Wonder if TVDB should generally fix the series name? Someone might not like that, however.
The trouble is that there are several series with the same naming convention. I'm not sure if it is in their policies or standards, but they do consistently use the mechanism to differentiate between remakes or later runs of series of the same name. Not to mention that lots of other applications already account for the convention.
I've been working with Steve Bickell from EPG Collector to improve matching with TheTVDB for Doctor Who initially and now more generally. You can read the latest thread here:
https://sourceforge.net/p/epgcollector/discussion/1125946/thread/d9cfd011/He has made a few changes, but specifically;
1. He used to do a fuzzy match on the Series name, and normal match on the Episode name. With "Doctor Who", where in Australia particularly the EPG only includes "Doctor Who" while TheTVDB calls the series "Doctor Who (2005)", TheTVDB returns all series that match the fuzzy search, but the best match is "Doctor Who", which is the 1960's to 1980's series. EPG Collector would then try to find the Episode with the best matched series, and fail.
So he changed how he matched the Series. First he does a fuzzy match, which finds all Series which may match "Doctor Who", and their Episode names. Then he searches for the Episode name in the returns, and when a match is found, he selects the Series that includes that Episode name. For current programs, that means he gets "Doctor Who (2005)".
2. He has made quite a few improvements to the matching of Episodes with suffixes and prefixes, such as Doctor Who episodes with storyline part numbers at the end i.e. (1) and (2) for a two part story. He has now gone further and made Episode name matching use fuzzy logic as well. That means that there is a greater risk of making an incorrect match, but initially it looks like I am getting much better matches, hence much better Season and Episode numbers in my EPG, which then means better data in MC, when a program is recorded.
Note that I don't know exactly what Steve has done. Some of it is described in the thread I linked to, and some not, I'm sure. I haven't looked at the code, and couldn't make a lot of sense of it if I did, but it is open source, so it is available. Not the version I am using yet though, since it hasn't been publically released.

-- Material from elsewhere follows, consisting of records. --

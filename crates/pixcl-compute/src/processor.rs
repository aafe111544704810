//! Bitmap-level filter API with accelerator selection and CPU fallback.
//!
//! # Configuration
//!
//! Use [`ProcessorBuilder`] for fine-grained control:
//!
//! ```ignore
//! use pixcl_compute::{Backend, ProcessorBuilder};
//!
//! let proc = ProcessorBuilder::new()
//!     .backend(Backend::OpenCl)
//!     .fallback_to_cpu(false)
//!     .build_options("-cl-fast-relaxed-math")
//!     .build()?;
//! ```
//!
//! # Fallback
//!
//! - `Backend::Cpu` never touches the accelerator.
//! - `Backend::OpenCl` fails construction if the accelerator can't start.
//! - `Backend::Auto` tries the accelerator and runs on the CPU otherwise.
//!
//! Once running, a failed accelerated job is retried on the CPU when
//! [`ProcessorConfig::fallback_to_cpu`] is set.

use crate::accelerator::Accelerator;
use crate::driver::{ComputeDriver, DefaultDriver};
use crate::job::{FilterJob, PixelBuffer, PixelBufferMut};
use crate::variants::FilterKind;
use crate::{ComputeError, ComputeResult};
use pixcl_core::{Bitmap, Rect};
use pixcl_ops::OpsResult;
use std::fmt;
use std::str::FromStr;
use tracing::{debug, info, warn};

// ============================================================================
// Backend
// ============================================================================

/// Where filters run.
#[derive(Debug, Clone, Copy, PartialEq, Eq, Hash, Default)]
pub enum Backend {
    /// Accelerator when one initializes, CPU otherwise.
    #[default]
    Auto,
    /// CPU reference filters only.
    Cpu,
    /// OpenCL device, required.
    OpenCl,
}

impl Backend {
    pub const fn name(self) -> &'static str {
        match self {
            Self::Auto => "auto",
            Self::Cpu => "cpu",
            Self::OpenCl => "opencl",
        }
    }

    /// Check if this backend can run in the current build and machine.
    pub fn is_available(self) -> bool {
        match self {
            Self::Auto | Self::Cpu => true,
            Self::OpenCl => DefaultDriver::default().is_available(),
        }
    }
}

impl fmt::Display for Backend {
    fn fmt(&self, f: &mut fmt::Formatter<'_>) -> fmt::Result {
        f.write_str(self.name())
    }
}

impl FromStr for Backend {
    type Err = ComputeError;

    fn from_str(s: &str) -> Result<Self, Self::Err> {
        match s.to_ascii_lowercase().as_str() {
            "auto" => Ok(Self::Auto),
            "cpu" => Ok(Self::Cpu),
            "opencl" | "cl" | "gpu" => Ok(Self::OpenCl),
            other => Err(ComputeError::BackendNotAvailable(format!(
                "unknown backend '{other}'"
            ))),
        }
    }
}

// ============================================================================
// Configuration
// ============================================================================

/// Processing configuration.
#[derive(Debug, Clone, PartialEq)]
pub struct ProcessorConfig {
    /// Requested backend.
    pub backend: Backend,
    /// Rerun failed accelerated jobs on the CPU.
    pub fallback_to_cpu: bool,
    /// Options passed to the kernel compiler.
    pub build_options: String,
    /// Dump platform properties at `debug` level during initialization.
    pub log_platforms: bool,
    /// Kernel vector width override, in lanes. `None` uses the device's
    /// preferred int width.
    pub vector_width: Option<u32>,
    /// Use the rayon CPU filters (feature `parallel`).
    pub parallel: bool,
}

impl Default for ProcessorConfig {
    fn default() -> Self {
        Self {
            backend: Backend::Auto,
            fallback_to_cpu: true,
            build_options: String::new(),
            log_platforms: true,
            vector_width: None,
            parallel: true,
        }
    }
}

// ============================================================================
// Builder
// ============================================================================

/// Builder for [`Processor`].
#[derive(Debug, Clone, Default)]
pub struct ProcessorBuilder {
    config: ProcessorConfig,
}

impl ProcessorBuilder {
    /// Create new builder with default settings.
    pub fn new() -> Self {
        Self::default()
    }

    pub fn backend(mut self, backend: Backend) -> Self {
        self.config.backend = backend;
        self
    }

    pub fn fallback_to_cpu(mut self, enabled: bool) -> Self {
        self.config.fallback_to_cpu = enabled;
        self
    }

    pub fn build_options(mut self, options: impl Into<String>) -> Self {
        self.config.build_options = options.into();
        self
    }

    pub fn log_platforms(mut self, enabled: bool) -> Self {
        self.config.log_platforms = enabled;
        self
    }

    pub fn vector_width(mut self, lanes: Option<u32>) -> Self {
        self.config.vector_width = lanes;
        self
    }

    /// Row-parallel CPU filters. Ignored without the `parallel` feature.
    pub fn parallel(mut self, enabled: bool) -> Self {
        self.config.parallel = enabled;
        self
    }

    pub fn config(&self) -> &ProcessorConfig {
        &self.config
    }

    /// Build with the default driver for this build.
    pub fn build(self) -> ComputeResult<Processor> {
        Processor::new(DefaultDriver::default(), self.config)
    }

    /// Build on a specific driver.
    pub fn build_with<D: ComputeDriver>(self, driver: D) -> ComputeResult<Processor<D>> {
        Processor::new(driver, self.config)
    }
}

// ============================================================================
// Processor
// ============================================================================

/// Filter front end.
///
/// # Example
/// ```ignore
/// use pixcl_compute::Processor;
///
/// let proc = Processor::auto()?;
/// let sepia = proc.sepia(&bitmap)?;
/// let thumb = proc.scale_bilinear(&sepia, 128, 128)?;
/// ```
#[derive(Debug)]
pub struct Processor<D: ComputeDriver = DefaultDriver> {
    accel: Option<Accelerator<D>>,
    config: ProcessorConfig,
}

impl Processor {
    /// Accelerator if available, CPU otherwise.
    pub fn auto() -> ComputeResult<Self> {
        Self::with_config(ProcessorConfig::default())
    }

    /// CPU reference filters only.
    pub fn cpu() -> ComputeResult<Self> {
        Self::with_config(ProcessorConfig {
            backend: Backend::Cpu,
            ..ProcessorConfig::default()
        })
    }

    pub fn with_config(config: ProcessorConfig) -> ComputeResult<Self> {
        Self::new(DefaultDriver::default(), config)
    }

    pub fn builder() -> ProcessorBuilder {
        ProcessorBuilder::new()
    }
}

impl<D: ComputeDriver> Processor<D> {
    /// Creates a processor on `driver`, initializing the accelerator as
    /// `config.backend` requires.
    pub fn new(driver: D, config: ProcessorConfig) -> ComputeResult<Self> {
        let accel = match config.backend {
            Backend::Cpu => None,
            Backend::OpenCl => Some(Self::start(driver, &config)?),
            Backend::Auto => match Self::start(driver, &config) {
                Ok(accel) => Some(accel),
                Err(e) => {
                    warn!("accelerator unavailable, using CPU: {e}");
                    None
                }
            },
        };

        let proc = Self { accel, config };
        info!(backend = proc.backend_name(), "processor ready");
        Ok(proc)
    }

    fn start(driver: D, config: &ProcessorConfig) -> ComputeResult<Accelerator<D>> {
        let mut accel = Accelerator::new(driver)
            .build_options(config.build_options.as_str())
            .log_platforms(config.log_platforms)
            .force_width(config.vector_width);
        accel.initialize()?;
        Ok(accel)
    }

    // =========================================================================
    // Info
    // =========================================================================

    /// "opencl" when filters run on the accelerator, "cpu" otherwise.
    pub fn backend_name(&self) -> &'static str {
        if self.accel.is_some() {
            Backend::OpenCl.name()
        } else {
            Backend::Cpu.name()
        }
    }

    pub fn is_accelerated(&self) -> bool {
        self.accel.is_some()
    }

    pub fn accelerator(&self) -> Option<&Accelerator<D>> {
        self.accel.as_ref()
    }

    /// Accelerator device name, if one is in use.
    pub fn device_name(&self) -> Option<&str> {
        self.accel
            .as_ref()
            .and_then(|a| a.environment().device_name().ok())
    }

    pub fn config(&self) -> &ProcessorConfig {
        &self.config
    }

    // =========================================================================
    // Filters
    // =========================================================================

    pub fn grayscale(&self, input: &Bitmap) -> ComputeResult<Bitmap> {
        self.filter(FilterKind::Grayscale, input, input.width(), input.height())
    }

    pub fn sepia(&self, input: &Bitmap) -> ComputeResult<Bitmap> {
        self.filter(FilterKind::Sepia, input, input.width(), input.height())
    }

    /// Sepia through the image-object kernel; same result as [`Self::sepia`].
    pub fn sepia_image(&self, input: &Bitmap) -> ComputeResult<Bitmap> {
        self.filter(FilterKind::SepiaImage, input, input.width(), input.height())
    }

    /// Nearest-neighbor resample to `width` x `height`.
    pub fn scale_nearest(&self, input: &Bitmap, width: u32, height: u32) -> ComputeResult<Bitmap> {
        self.filter(FilterKind::ScaleNearest, input, width, height)
    }

    /// Bilinear resample to `width` x `height`. CPU only.
    pub fn scale_bilinear(&self, input: &Bitmap, width: u32, height: u32) -> ComputeResult<Bitmap> {
        let mut output = Bitmap::new(width, height)?;
        cpu_bilinear(self.config.parallel, input, &mut output)?;
        Ok(output)
    }

    /// Copies `rect` out of `input`. CPU only.
    pub fn crop(&self, input: &Bitmap, rect: Rect) -> ComputeResult<Bitmap> {
        Ok(pixcl_ops::cropped(input, rect)?)
    }

    fn filter(
        &self,
        filter: FilterKind,
        input: &Bitmap,
        width: u32,
        height: u32,
    ) -> ComputeResult<Bitmap> {
        let mut output = Bitmap::new(width, height)?;

        if let Some(accel) = &self.accel {
            let result = FilterJob::new(
                filter,
                PixelBuffer::from_bitmap(input),
                PixelBufferMut::from_bitmap(&mut output),
            )
            .and_then(|job| accel.run(job));

            match result {
                Ok(geometry) => {
                    debug!(%filter, ?geometry, "accelerated");
                    return Ok(output);
                }
                Err(e) if self.config.fallback_to_cpu => {
                    warn!(%filter, "accelerated job failed, running on CPU: {e}");
                }
                Err(e) => return Err(e),
            }
        }

        cpu_filter(self.config.parallel, filter, input, &mut output)?;
        Ok(output)
    }
}

fn sequential_filter(filter: FilterKind, input: &Bitmap, output: &mut Bitmap) -> OpsResult<()> {
    match filter {
        FilterKind::Grayscale => pixcl_ops::grayscale(input, output),
        FilterKind::Sepia | FilterKind::SepiaImage => pixcl_ops::sepia(input, output),
        FilterKind::ScaleNearest => pixcl_ops::scale_nearest(input, output),
    }
}

#[cfg(feature = "parallel")]
fn cpu_filter(
    parallel: bool,
    filter: FilterKind,
    input: &Bitmap,
    output: &mut Bitmap,
) -> OpsResult<()> {
    use pixcl_ops::parallel as par;

    if !parallel {
        return sequential_filter(filter, input, output);
    }
    match filter {
        FilterKind::Grayscale => par::grayscale(input, output),
        FilterKind::Sepia | FilterKind::SepiaImage => par::sepia(input, output),
        FilterKind::ScaleNearest => par::scale_nearest(input, output),
    }
}

#[cfg(not(feature = "parallel"))]
fn cpu_filter(
    _parallel: bool,
    filter: FilterKind,
    input: &Bitmap,
    output: &mut Bitmap,
) -> OpsResult<()> {
    sequential_filter(filter, input, output)
}

#[cfg(feature = "parallel")]
fn cpu_bilinear(parallel: bool, input: &Bitmap, output: &mut Bitmap) -> OpsResult<()> {
    if parallel {
        pixcl_ops::parallel::scale_bilinear(input, output)
    } else {
        pixcl_ops::scale_bilinear(input, output)
    }
}

#[cfg(not(feature = "parallel"))]
fn cpu_bilinear(_parallel: bool, input: &Bitmap, output: &mut Bitmap) -> OpsResult<()> {
    pixcl_ops::scale_bilinear(input, output)
}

Note also that at the beginning of that thread I was adding the suffix " (2005)" using EPG Collector functionality, before TheTVDB lookup happened, which was finding matches on the full TVDB name. Now I have taken that edit out and I am still getting matches.

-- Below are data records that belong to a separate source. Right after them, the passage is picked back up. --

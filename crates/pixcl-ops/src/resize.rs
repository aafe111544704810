//! Resampling: nearest-neighbor and bilinear.
//!
//! Output dimensions come from the destination bitmap; source and
//! destination sizes are independent.

use crate::OpsResult;
use pixcl_core::{Bitmap, Rgba};
use tracing::trace;

/// Source coordinate for nearest-neighbor sampling.
///
/// Exact integer form of `floor(dst * src_len / dst_len)`.
#[inline]
pub fn nearest_source(dst: u32, src_len: u32, dst_len: u32) -> u32 {
    (dst as u64 * src_len as u64 / dst_len as u64) as u32
}

/// Step between source samples for bilinear scaling: `(in - 1) / out`.
#[inline]
pub fn bilinear_ratio(src_len: u32, dst_len: u32) -> f32 {
    (src_len - 1) as f32 / dst_len as f32
}

/// Nearest-neighbor scale of `input` into `output`.
///
/// ```rust
/// use pixcl_core::{Bitmap, Rgba};
/// use pixcl_ops::resize::scale_nearest;
///
/// let src = Bitmap::filled(4, 4, Rgba::WHITE)?;
/// let mut dst = Bitmap::new(2, 2)?;
/// scale_nearest(&src, &mut dst)?;
/// assert_eq!(dst.pixel(1, 1)?, Rgba::WHITE);
/// # Ok::<(), Box<dyn std::error::Error>>(())
/// ```
pub fn scale_nearest(input: &Bitmap, output: &mut Bitmap) -> OpsResult<()> {
    let (in_w, in_h) = (input.width(), input.height());
    let (out_w, out_h) = (output.width(), output.height());
    trace!(from = %input.size(), to = %output.size(), "nearest");

    for y in 0..out_h {
        let sy = nearest_source(y, in_h, out_h);
        let src_row = input.row(sy);
        let start = y as usize * out_w as usize;
        let dst_row = &mut output.pixels_mut()[start..start + out_w as usize];
        for (x, px) in dst_row.iter_mut().enumerate() {
            *px = src_row[nearest_source(x as u32, in_w, out_w) as usize];
        }
    }
    Ok(())
}

/// Blends the four source pixels around `(gx, gy)`.
///
/// Right and bottom neighbors are clamped to the image edge.
#[inline]
pub fn bilinear_sample(input: &Bitmap, gx: f32, gy: f32) -> Rgba {
    let max_x = input.width() - 1;
    let max_y = input.height() - 1;
    let i = (gx as u32).min(max_x);
    let j = (gy as u32).min(max_y);
    let dx = gx - i as f32;
    let dy = gy - j as f32;
    let i1 = (i + 1).min(max_x);
    let j1 = (j + 1).min(max_y);

    let w = input.width() as usize;
    let px = input.pixels();
    let a = px[j as usize * w + i as usize].to_array();
    let b = px[j as usize * w + i1 as usize].to_array();
    let c = px[j1 as usize * w + i as usize].to_array();
    let d = px[j1 as usize * w + i1 as usize].to_array();

    let wa = (1.0 - dx) * (1.0 - dy);
    let wb = dx * (1.0 - dy);
    let wc = dy * (1.0 - dx);
    let wd = dx * dy;

    let mut out = [0u8; 4];
    for ch in 0..4 {
        let v = a[ch] as f32 * wa + b[ch] as f32 * wb + c[ch] as f32 * wc + d[ch] as f32 * wd;
        out[ch] = v.round().clamp(0.0, 255.0) as u8;
    }
    Rgba::from(out)
}

/// Bilinear scale of `input` into `output`.
pub fn scale_bilinear(input: &Bitmap, output: &mut Bitmap) -> OpsResult<()> {
    let x_ratio = bilinear_ratio(input.width(), output.width());
    let y_ratio = bilinear_ratio(input.height(), output.height());
    let out_w = output.width() as usize;
    trace!(from = %input.size(), to = %output.size(), x_ratio, y_ratio, "bilinear");

    for y in 0..output.height() as usize {
        let gy = y as f32 * y_ratio;
        for x in 0..out_w {
            output.pixels_mut()[y * out_w + x] = bilinear_sample(input, x as f32 * x_ratio, gy);
        }
    }
    Ok(())
}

Anyway, as you commented, I thought I would share.
PS:
I have been wondering if anything could be done smarter to try to fix series like Doctor Who, which are often stored with the year after the name.
Actually there is a lot you could do to make TheTVDB lookup smarter generally, rather than just for series like "Doctor Who". I only look up metadata using EPG Collector because it can look up TheTVDB and find the correct Season and Episode numbers for me, and MC insists on having that data before it will look up TheTVDB.
There is absolutely no reason why MC couldn't look up TV program data based on only the Series and Episode names, just as EPG Collector does. If that capability was implemented in MC, a very large part of the issues around EPG data would disappear, since people would no longer need to find an EPG source that includes Season and Episode numbers. Outside of the Microsoft/Rovi and PercData/Gracenote solutions, which means mostly outside the USA, that would make a large difference. It should also help ATSC users who get their EPG OTA in the USA as well.So there is your challenge (or another one), should you accept it.